Albert pun ikut dalam perburuan harta hasil korupsi Pertamina yang dikuasai Kartika Thaher di Singapura (1992) yang memakan waktu bertahun-tahun sampai ke dana hasil korupsi itu bisa ditarik pemerintah. Menjadi ketua tim penyelidikan kasus pelanggaran HAM di Timor Timur (1999) dan ketua tim penyelidikan kerusuhan Mei 1998 (2000). Penziarahan Albert memberikan sebuah pesan kuat minimal kepada saya: ia adalah politisi yang punya prinsip teguh pada manusia dan kemanusiaan. Ia bergerak berdasarkan suara nurani. Ia punya karakter yang kuat dan sangat mendambakan keberagaman dan dihormatinya hak asasi manusia. Ia pun banyak berkorban untuk perjuangannya. Satunya kata dan perbuatan menjadi cirinya.
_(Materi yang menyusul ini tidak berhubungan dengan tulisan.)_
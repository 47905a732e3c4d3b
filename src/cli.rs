// ============================================================================
// PaintCore CLI – headless adjustments and brush rendering
// ============================================================================
//
// Usage examples:
//   paintcore adjust -i photo.png --op invert -o inverted.png
//   paintcore adjust -i shots/*.jpg --op levels --amount 10 240 1.2 --output-dir out/
//   paintcore adjust -i a.png --op brightness-contrast --amount 20 10 --select 0,0,64,64
//   paintcore brush --radius 25 --hardness 0.3 --angle 30 --aspect 2 -o tip.png
//   paintcore brush --vbr soft.vbr --save-vbr copy.vbr -o soft.png
//
// Each input is loaded into an RGBA drawable, run through an image map on a
// private idle loop until the pass completes, committed, and saved.

use std::path::{Path, PathBuf};
use std::process::ExitCode;
use std::time::Instant;

use clap::{Args, Parser, Subcommand};

use crate::brush::GeneratedBrush;
use crate::error::CliError;
use crate::idle::IdleLoop;
use crate::image::{Image, ImageType};
use crate::image_map::ImageMap;
use crate::ops::adjustments;
use crate::region::Rect;
use crate::settings::Settings;
use crate::tiles::{MAX_PIXELS, TileManager};
use crate::{log_err, log_info, logger, vbr};

// ============================================================================
// CLI argument definition (clap Derive)
// ============================================================================

/// PaintCore headless image processor.
#[derive(Parser, Debug)]
#[command(
    name = "paintcore",
    about = "Apply image-map adjustments and render generated brushes without a GUI"
)]
pub struct CliArgs {
    #[command(subcommand)]
    pub command: Command,

    /// Mirror the session log to stderr and print per-file timing.
    #[arg(short, long, global = true)]
    pub verbose: bool,

    /// Settings file to use instead of the platform default.
    #[arg(long, global = true, value_name = "FILE")]
    pub settings: Option<PathBuf>,
}

#[derive(Subcommand, Debug)]
pub enum Command {
    /// Run an adjustment over one or more images.
    Adjust(AdjustArgs),
    /// Render a generated brush mask to a grayscale PNG.
    Brush(BrushArgs),
}

#[derive(Args, Debug)]
pub struct AdjustArgs {
    /// Input file(s). Glob patterns accepted (e.g. "*.png", "shots/*.jpg").
    #[arg(short, long, required = true, num_args = 1..)]
    pub input: Vec<String>,

    /// Output file path. Only valid for single-file input.
    #[arg(short, long, value_name = "FILE")]
    pub output: Option<PathBuf>,

    /// Output directory for batch processing.
    #[arg(long, value_name = "DIR")]
    pub output_dir: Option<PathBuf>,

    /// invert, brightness-contrast, levels, curves, threshold, posterize,
    /// desaturate or fill.
    #[arg(long)]
    pub op: String,

    /// Numeric parameters of the operation, in order.
    #[arg(long, num_args = 1.., allow_negative_numbers = true)]
    pub amount: Vec<f32>,

    /// Restrict the operation to a rectangle, `x,y,w,h`.
    #[arg(long, value_name = "X,Y,W,H")]
    pub select: Option<String>,

    /// Chunks per idle tick (overrides the settings file).
    #[arg(long)]
    pub chunks_per_tick: Option<usize>,
}

#[derive(Args, Debug)]
pub struct BrushArgs {
    /// Start from a GIMP-VBR brush file.
    #[arg(long, value_name = "FILE.vbr")]
    pub vbr: Option<PathBuf>,

    #[arg(long)]
    pub radius: Option<f64>,

    #[arg(long)]
    pub hardness: Option<f64>,

    #[arg(long, allow_negative_numbers = true)]
    pub angle: Option<f64>,

    #[arg(long)]
    pub aspect: Option<f64>,

    /// Also write the resulting parameters as a GIMP-VBR file.
    #[arg(long, value_name = "FILE.vbr")]
    pub save_vbr: Option<PathBuf>,

    /// Mask image to write.
    #[arg(short, long, value_name = "FILE")]
    pub output: PathBuf,
}

// ============================================================================
// Operations
// ============================================================================

#[derive(Clone, Copy, Debug, PartialEq, Eq)]
pub enum AdjustOp {
    Invert,
    BrightnessContrast,
    Levels,
    Curves,
    Threshold,
    Posterize,
    Desaturate,
    Fill,
}

impl AdjustOp {
    pub fn from_name(name: &str) -> Result<Self, CliError> {
        Ok(match name.to_lowercase().replace('_', "-").as_str() {
            "invert" => AdjustOp::Invert,
            "brightness-contrast" | "bc" => AdjustOp::BrightnessContrast,
            "levels" => AdjustOp::Levels,
            "curves" => AdjustOp::Curves,
            "threshold" => AdjustOp::Threshold,
            "posterize" => AdjustOp::Posterize,
            "desaturate" => AdjustOp::Desaturate,
            "fill" => AdjustOp::Fill,
            _ => return Err(CliError::UnknownOp(name.to_string())),
        })
    }

    pub fn label(self) -> &'static str {
        match self {
            AdjustOp::Invert => "Invert",
            AdjustOp::BrightnessContrast => "Brightness-Contrast",
            AdjustOp::Levels => "Levels",
            AdjustOp::Curves => "Curves",
            AdjustOp::Threshold => "Threshold",
            AdjustOp::Posterize => "Posterize",
            AdjustOp::Desaturate => "Desaturate",
            AdjustOp::Fill => "Fill",
        }
    }

    /// Start a pass of this operation on `map`. Missing amounts take the
    /// operation's neutral defaults.
    pub fn apply(self, map: &mut ImageMap, amount: &[f32]) {
        let arg = |i: usize, default: f32| amount.get(i).copied().unwrap_or(default);
        let byte = |v: f32| v.round().clamp(0.0, 255.0) as u8;
        match self {
            AdjustOp::Invert => map.apply(adjustments::invert()),
            AdjustOp::BrightnessContrast => {
                map.apply(adjustments::brightness_contrast(arg(0, 0.0), arg(1, 0.0)))
            }
            AdjustOp::Levels => map.apply(adjustments::levels(
                arg(0, 0.0),
                arg(1, 255.0),
                arg(2, 1.0),
                arg(3, 0.0),
                arg(4, 255.0),
            )),
            AdjustOp::Curves => {
                let points: Vec<(u8, u8)> = amount.chunks_exact(2).map(|p| (byte(p[0]), byte(p[1]))).collect();
                map.apply(adjustments::curves(&points))
            }
            AdjustOp::Threshold => map.apply(adjustments::threshold(byte(arg(0, 127.0)), byte(arg(1, 255.0)))),
            AdjustOp::Posterize => map.apply(adjustments::posterize(arg(0, 4.0).max(2.0) as u32)),
            AdjustOp::Desaturate => map.apply(adjustments::desaturate()),
            AdjustOp::Fill => {
                let pixel = vec![byte(arg(0, 0.0)), byte(arg(1, 0.0)), byte(arg(2, 0.0)), byte(arg(3, 255.0))];
                map.apply(adjustments::fill(pixel))
            }
        }
    }
}

// ============================================================================
// Public entry point
// ============================================================================

/// Run the parsed command and return an OS exit code.
/// `0` = everything succeeded, `1` = one or more files failed.
pub fn run(args: CliArgs) -> ExitCode {
    logger::set_echo(args.verbose);
    let settings = match &args.settings {
        Some(path) => Settings::load_from(path),
        None => Settings::load(),
    };
    if let Err(e) = logger::init(settings.log_file.as_deref()) {
        eprintln!("warning: could not open log file: {}", e);
    }

    match &args.command {
        Command::Adjust(adjust) => run_adjust(adjust, &settings, args.verbose),
        Command::Brush(brush) => match run_brush(brush, &settings) {
            Ok(()) => ExitCode::SUCCESS,
            Err(e) => {
                eprintln!("error: {}", e);
                log_err!("brush: {}", e);
                ExitCode::FAILURE
            }
        },
    }
}

fn run_adjust(args: &AdjustArgs, settings: &Settings, verbose: bool) -> ExitCode {
    let op = match AdjustOp::from_name(&args.op) {
        Ok(op) => op,
        Err(e) => {
            eprintln!("error: {}", e);
            return ExitCode::FAILURE;
        }
    };
    let select = match args.select.as_deref().map(parse_selection).transpose() {
        Ok(sel) => sel,
        Err(e) => {
            eprintln!("error: {}", e);
            return ExitCode::FAILURE;
        }
    };

    let inputs = match resolve_inputs(&args.input) {
        Ok(inputs) => inputs,
        Err(e) => {
            eprintln!("error: {}", e);
            return ExitCode::FAILURE;
        }
    };

    if inputs.len() > 1 && args.output.is_some() && args.output_dir.is_none() {
        eprintln!(
            "error: {} input files given but --output only accepts a single file path.\n\
             Use --output-dir to specify a destination directory for batch processing.",
            inputs.len()
        );
        return ExitCode::FAILURE;
    }

    if let Some(dir) = &args.output_dir
        && let Err(source) = std::fs::create_dir_all(dir)
    {
        eprintln!("error: {}", CliError::OutputDir { path: dir.clone(), source });
        return ExitCode::FAILURE;
    }

    let job = Job {
        op,
        amount: &args.amount,
        select,
        chunks_per_tick: args.chunks_per_tick.unwrap_or(settings.chunks_per_tick),
        max_undo_steps: settings.max_undo_steps,
    };

    let total = inputs.len();
    let multi = total > 1;
    let mut any_failure = false;

    for (idx, input_path) in inputs.iter().enumerate() {
        if multi || verbose {
            println!("[{}/{}] {}", idx + 1, total, input_path.display());
        }
        let file_start = Instant::now();

        let Some(output_path) = build_output_path(input_path, args.output.as_deref(), args.output_dir.as_deref())
        else {
            eprintln!("  error: cannot determine output path for '{}'.", input_path.display());
            any_failure = true;
            continue;
        };

        match run_one(input_path, &output_path, &job) {
            Ok(()) => {
                if verbose || multi {
                    println!(
                        "  → {} ({:.0}ms)",
                        output_path.display(),
                        file_start.elapsed().as_secs_f64() * 1000.0
                    );
                }
            }
            Err(e) => {
                eprintln!("  error: {}", e);
                log_err!("{}: {}", input_path.display(), e);
                any_failure = true;
            }
        }
    }

    if any_failure { ExitCode::FAILURE } else { ExitCode::SUCCESS }
}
Bukan hanya menjalankan politik dengan kemunafikan. Politik panggung depan dan panggung belakang.
"Albert bersama dengan sejumlah tokoh mendirikan Majelis Amanat Rakyat (MARA) bersama Amien Rais. Lima puluh orang tokoh itu memberikan pernyataan terbuka dan meminta Presiden Soeharto mundur. Aktivis MARA kemudian mendirikan PAN, Albert termasuk salah seorang pendirinya"
Risiko ancaman kehilangan nyawa beberapa kali dialami. Sebagaimana tertera dalam buku Memoar Albert Hasibuan (2010), ia menceritakan bagaimana dia bersama Benjamin Mangkoedilaga dan saya di tempat terpisah di Ambon dihadang massa dengan kelewang di tangan. Massa bergerak karena provokasi. Beruntung kami semua bisa selamat dari kepungan massa yang sedang marah tak terkendali.
Keberanian Albert juga tampak ketika dia menjemput Pius Lustrilanang dari Palembang untuk dibawa ke Jakarta tahun 1998. Pius adalah korban penculikan menjelang akhir kekuasaan Orde Baru. Albert menjemput Pius dan membawa ke Komnas HAM untuk memberikan kesaksian. Harian Kompas 29 April 1998 terpampang foto Pius Lustrilanang, Samsuddin (anggota Komnas HAM), dan Albert Hasibuan mendampingi.
Di depan puluhan wartawan, Pius bersaksi mengenai penyiksaan yang dialaminya. ”Saya bicara begini dengan risiko mati, tetapi saya pilih itu karena saya ingin semua itu diakhiri.” Lewat sebuah operasi sunyi, Pius langsung diterbangkan ke Amsterdam, Belanda, seusai bersaksi di Komnas HAM.
Kemunculan Pius di depan publik, akibat kerja-kerja rahasia Albert bersama jaringan aktivis LSM, menjadi titik awal pengungkapan kasus penculikan dan ikut mendorong ambruknya Orde Baru pada 21 Mei 1998. Menjelang Orde Baru runtuh, Albert bersama dengan sejumlah tokoh mendirikan Majelis Amanat Rakyat (MARA) bersama Amien Rais. Lima puluh orang tokoh itu memberikan pernyataan terbuka dan meminta Presiden Soeharto mundur. Aktivis MARA kemudian mendirikan PAN, Albert termasuk salah seorang pendirinya.
Albert telah berpulang dipeluk tanah makam di pemakaman Tanah Kusir. Ia menjadi salah seorang politisi yang telah meninggalkan legacy bagi bangsanya. Legacy untuk menghormati hak asasi manusia dan legacy tentang perjuangan melawan korupsi karena ia adalah pendiri Gerakan Masyarakat Peduli Harta Negara (Gempita). Gerakan menarik kembali aset yang telah dibawa lari koruptor.